Alternative A: TensorFlow Prebuilt Images

The easiest and fastest way to get started with Tensorflow is by selecting one of the preconfigured TensorFlow image when starting your instance. We provide Tensorflow 1.15 and Tensorflow 2.1 as prebuilt images ready to go.



Alternative B: Specific TensorFlow version as Docker Container

If you for example need a specific TensorFlow Version Docker Containers are the way to go. Docker containers are a convenient way to create virtual, reproducible and flexible environments inside our Genesis Cloud instance. Our TensorFlow installation will be isolated from the rest of the instance and the programs that we run within this virtual environment can share resources with its host machine (access directories, use the GPU, connect to the Internet, etc.). 


Step 1: Create a GPU instance and ssh into it

This guide explains how to create an Ubuntu instance and connect to it via ssh.


Step 2: Install Docker

Best explained for Ubuntu here.

Docker 19.03. natively supports GPUs, so "nvidia-docker" or "nvidia-docker2" is not needed.


Step 3: Test your Docker installation

Test that your installation works by running the simple Docker image, hello-world:

docker run hello-world

If you see a result like this it means it worked:




Step 4: Install the Nvidia-container-toolkit

Before you install the nvidia-container-toolkit for the first time, you need to set up the repository. Afterward, you can install and update the nvidia-container-toolkit from that repository.

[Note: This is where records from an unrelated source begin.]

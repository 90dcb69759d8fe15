//! Sequential multiple-choice quizzes.

use oe_core::{InteractionResult, Inventory, Item, PuzzleId};
use tracing::debug;

use crate::puzzle::PuzzleResponse;

/// A single quiz question.
#[derive(Debug, Clone, PartialEq, Eq)]
pub struct Question {
    /// The question text.
    pub prompt: String,
    /// Answer options, in display order.
    pub options: Vec<String>,
    /// Index of the correct option.
    pub correct: usize,
    /// Shown after a correct answer.
    pub feedback: String,
}

impl Question {
    /// Create a question.
    pub fn new(
        prompt: impl Into<String>,
        options: impl IntoIterator<Item = impl Into<String>>,
        correct: usize,
        feedback: impl Into<String>,
    ) -> Self {
        Self {
            prompt: prompt.into(),
            options: options.into_iter().map(Into::into).collect(),
            correct,
            feedback: feedback.into(),
        }
    }
}

/// Actions a quiz accepts.
#[derive(Debug, Clone, Copy, PartialEq, Eq)]
pub enum QuizAction {
    /// Answer the current question with a 0-based option index.
    Answer(usize),
    /// Move to the next question.
    Next,
    /// Ask for the reward.
    Complete,
    /// Start over from the first question.
    Reset,
}

#[derive(Debug, Clone)]
struct Reward {
    item: Item,
    announcement: String,
}

/// A fixed list of questions that must all be answered correctly.
///
/// Answering does not advance; the presenter calls [`QuizAction::Next`]
/// when it is done showing feedback. Each question scores at most once.
#[derive(Debug, Clone)]
pub struct QuizPuzzle {
    id: PuzzleId,
    description: String,
    questions: Vec<Question>,
    reward: Option<Reward>,
    repeat_message: String,
    current: usize,
    correct: usize,
    answered: Vec<bool>,
    solved: bool,
}

impl QuizPuzzle {
    /// Create an empty quiz.
    pub fn new(id: PuzzleId, description: impl Into<String>) -> Self {
        Self {
            id,
            description: description.into(),
            questions: Vec::new(),
            reward: None,
            repeat_message: "You have already completed this.".to_string(),
            current: 0,
            correct: 0,
            answered: Vec::new(),
            solved: false,
        }
    }

    /// Append a question.
    pub fn with_question(mut self, question: Question) -> Self {
        self.questions.push(question);
        self.answered.push(false);
        self
    }

    /// Set the item handed out on completion and the line announcing it.
    pub fn with_reward(mut self, item: Item, announcement: impl Into<String>) -> Self {
        self.reward = Some(Reward {
            item,
            announcement: announcement.into(),
        });
        self
    }

    /// Set the message returned when completing an already-solved quiz.
    pub fn with_repeat_message(mut self, message: impl Into<String>) -> Self {
        self.repeat_message = message.into();
        self
    }

    /// Puzzle id.
    pub fn id(&self) -> PuzzleId {
        self.id
    }

    /// Human-readable title.
    pub fn description(&self) -> &str {
        &self.description
    }

    /// Whether the quiz has been completed.
    pub fn is_solved(&self) -> bool {
        self.solved
    }

    pub(crate) fn mark_solved(&mut self) {
        self.solved = true;
    }

    /// The question currently on screen, if any remain.
    pub fn current_question(&self) -> Option<&Question> {
        self.questions.get(self.current)
    }

    /// 0-based index of the current question.
    pub fn current_index(&self) -> usize {
        self.current
    }

    /// Number of questions.
    pub fn total_questions(&self) -> usize {
        self.questions.len()
    }

    /// Running count of correct answers.
    pub fn correct_answers(&self) -> usize {
        self.correct
    }

    /// Whether the current question has been answered.
    pub fn current_answered(&self) -> bool {
        self.answered.get(self.current).copied().unwrap_or(false)
    }

    /// A quiz can't be restarted while the player still holds its reward.
    pub fn can_start(&self, inventory: &Inventory) -> bool {
        self.reward
            .as_ref()
            .is_none_or(|reward| !inventory.contains(reward.item.name()))
    }

    /// Apply an action.
    pub fn interact(&mut self, action: QuizAction) -> PuzzleResponse {
        let result = match action {
            QuizAction::Answer(index) => self.answer(index),
            QuizAction::Next => self.next(),
            QuizAction::Complete => self.complete(),
            QuizAction::Reset => {
                self.reset();
                InteractionResult::message("Quiz reset.")
            }
        };
        PuzzleResponse::open(result)
    }

    fn answer(&mut self, index: usize) -> InteractionResult {
        let Some(question) = self.questions.get(self.current) else {
            return InteractionResult::message("Quiz already completed.");
        };
        if self.answered[self.current] {
            return InteractionResult::message("You already answered this question.");
        }
        if index >= question.options.len() {
            return InteractionResult::message("Invalid option.");
        }

        self.answered[self.current] = true;
        debug!(puzzle = %self.id, question = self.current, index, "quiz answer");
        if index == question.correct {
            self.correct += 1;
            InteractionResult::message(question.feedback.clone())
        } else {
            InteractionResult::message("Wrong answer.")
        }
    }

    fn next(&mut self) -> InteractionResult {
        if self.current < self.questions.len() {
            self.current += 1;
        }
        if self.current < self.questions.len() {
            InteractionResult::message("Next question.")
        } else {
            InteractionResult::message("That was the last question.")
        }
    }

    fn complete(&mut self) -> InteractionResult {
        if self.solved {
            return InteractionResult::message(self.repeat_message.clone());
        }
        if self.correct != self.questions.len() {
            return InteractionResult::message("You need to answer all questions correctly.");
        }

        self.solved = true;
        let solved = InteractionResult::puzzle_solved(self.id);
        match &self.reward {
            Some(reward) => solved
                .with_dialogue(reward.announcement.clone())
                .with_item(reward.item.clone()),
            None => solved,
        }
    }

    /// Zero the question index and the score.
    pub fn reset(&mut self) {
        self.current = 0;
        self.correct = 0;
        self.answered.iter_mut().for_each(|a| *a = false);
    }
}

#[cfg(test)]
mod tests {
    use super::*;
    use oe_core::Outcome;

    fn two_question_quiz() -> QuizPuzzle {
        QuizPuzzle::new(PuzzleId::Ticket, "Get a ticket")
            .with_question(Question::new("1 + 1?", ["1", "2"], 1, "Yes."))
            .with_question(Question::new("Sky?", ["blue", "green", "red"], 0, "Right."))
            .with_reward(Item::new("ticketItem", "A ticket"), "You got ticket number 12!")
            .with_repeat_message("You already have a ticket.")
    }

    fn answer_all(quiz: &mut QuizPuzzle) {
        quiz.interact(QuizAction::Answer(1));
        quiz.interact(QuizAction::Next);
        quiz.interact(QuizAction::Answer(0));
    }

    #[test]
    fn reward_is_granted_exactly_once() {
        let mut quiz = two_question_quiz();
        answer_all(&mut quiz);

        let first = quiz.interact(QuizAction::Complete);
        assert!(first.solved);
        match &first.result.outcome {
            Outcome::PuzzleSolved { item, dialogue, .. } => {
                assert_eq!(item.as_ref().map(Item::name), Some("ticketItem"));
                assert_eq!(dialogue, &vec!["You got ticket number 12!".to_string()]);
            }
            other => panic!("unexpected outcome {other:?}"),
        }

        let second = quiz.interact(QuizAction::Complete);
        assert!(!second.solved);
        assert_eq!(second.result.message_text(), Some("You already have a ticket."));
        assert!(quiz.is_solved());
    }

    #[test]
    fn wrong_answer_blocks_completion() {
        let mut quiz = two_question_quiz();
        quiz.interact(QuizAction::Answer(0));
        quiz.interact(QuizAction::Next);
        quiz.interact(QuizAction::Answer(0));

        let response = quiz.interact(QuizAction::Complete);
        assert_eq!(
            response.result.message_text(),
            Some("You need to answer all questions correctly.")
        );
        assert!(!quiz.is_solved());
    }

    #[test]
    fn answer_does_not_advance() {
        let mut quiz = two_question_quiz();
        let response = quiz.interact(QuizAction::Answer(1));
        assert_eq!(response.result.message_text(), Some("Yes."));
        assert_eq!(quiz.current_index(), 0);
        assert!(quiz.current_answered());
    }

    #[test]
    fn same_question_scores_once() {
        let mut quiz = two_question_quiz();
        quiz.interact(QuizAction::Answer(1));
        let again = quiz.interact(QuizAction::Answer(1));
        assert_eq!(
            again.result.message_text(),
            Some("You already answered this question.")
        );
        assert_eq!(quiz.correct_answers(), 1);
    }

    #[test]
    fn out_of_range_answer_is_ignored() {
        let mut quiz = two_question_quiz();
        let response = quiz.interact(QuizAction::Answer(9));
        assert_eq!(response.result.message_text(), Some("Invalid option."));
        assert!(!quiz.current_answered());
        assert_eq!(quiz.correct_answers(), 0);
    }

    #[test]
    fn next_saturates_at_end() {
        let mut quiz = two_question_quiz();
        for _ in 0..5 {
            quiz.interact(QuizAction::Next);
        }
        assert_eq!(quiz.current_index(), 2);
        assert!(quiz.current_question().is_none());
        let response = quiz.interact(QuizAction::Answer(0));
        assert_eq!(response.result.message_text(), Some("Quiz already completed."));
    }

    #[test]
    fn reset_clears_progress() {
        let mut quiz = two_question_quiz();
        answer_all(&mut quiz);
        quiz.interact(QuizAction::Reset);
        assert_eq!(quiz.current_index(), 0);
        assert_eq!(quiz.correct_answers(), 0);
        assert!(!quiz.current_answered());
    }

    #[test]
    fn cannot_start_while_holding_reward() {
        let quiz = two_question_quiz();
        let mut inventory = Inventory::new();
        assert!(quiz.can_start(&inventory));
        inventory.add(Item::new("ticketItem", "A ticket"));
        assert!(!quiz.can_start(&inventory));
    }
}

# Add the package repositories
$ distribution=$(. /etc/os-release;echo $ID$VERSION_ID)
$ curl -s -L https://nvidia.github.io/nvidia-docker/gpgkey | sudo apt-key add -
$ curl -s -L https://nvidia.github.io/nvidia-docker/$distribution/nvidia-docker.list | sudo tee /etc/apt/sources.list.d/nvidia-docker.list

 

Update the apt package index and install the nvidia-container-toolkit from the repo:

$ sudo apt-get update && sudo apt-get install -y nvidia-container-toolkit

You need to restart docker to be able to use it:

$ sudo systemctl restart docker

 

Step 5: Test Nvidia-smi with the official CUDA image:

Check whether your docker container is able to access the GPU(s) by running:

$ docker run --gpus all nvidia/cuda:9.0-base nvidia-smi

This command starts a docker container (with all GPUs attached) and runs the nvidia-smi command, which lists all the Nvidia GPUs that are available. You should see something like this:


Step 6: Run a TensorFlow container with GPUs attached

In order to run the latest GPU enabled TensorFlow container from the tensorflow/tensorflow Docker Hub repository (with all GPUs attached) run the following command:

$ docker run -it --gpus all tensorflow/tensorflow:latest-gpu


Step 7: Test the TensorFlow container GPU access

You can test if your container really has GPU access by running nvidia-smi again, which shows you the available GPUs from the TensorFlow docker container:



After that, you can start training a model, like a CIFAR-10 or ImageNet.